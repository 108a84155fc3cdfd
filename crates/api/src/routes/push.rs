//! Route definitions for Web Push registration.

use axum::routing::{delete, get, post};
use axum::Router;

use crate::handlers::push;
use crate::state::AppState;

/// Push routes, mounted directly under `/api/v1`.
///
/// ```text
/// GET    /push/vapid-public-key                  -> vapid_public_key
/// POST   /subscribers/{id}/push-subscriptions    -> register_subscription
/// DELETE /push-subscriptions                     -> unregister_subscription
/// ```
pub fn router() -> Router<AppState> {
    Router::new()
        .route("/push/vapid-public-key", get(push::vapid_public_key))
        .route(
            "/subscribers/{id}/push-subscriptions",
            post(push::register_subscription),
        )
        .route("/push-subscriptions", delete(push::unregister_subscription))
}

Exercise details:
Print out every record again, exactly and in full.

Result of this exercise:
repository 108a84155fc3cdfd
filename crates/api/src/routes/push.rs
//! Route definitions for Web Push registration.

use axum::routing::{delete, get, post};
use axum::Router;

use crate::handlers::push;
use crate::state::AppState;

/// Push routes, mounted directly under `/api/v1`.
///
/// ```text
/// GET    /push/vapid-public-key                  -> vapid_public_key
/// POST   /subscribers/{id}/push-subscriptions    -> register_subscription
/// DELETE /push-subscriptions                     -> unregister_subscription
/// ```
pub fn router() -> Router<AppState> {
    Router::new()
        .route("/push/vapid-public-key", get(push::vapid_public_key))
        .route(
            "/subscribers/{id}/push-subscriptions",
            post(push::register_subscription),
        )
        .route("/push-subscriptions", delete(push::unregister_subscription))
}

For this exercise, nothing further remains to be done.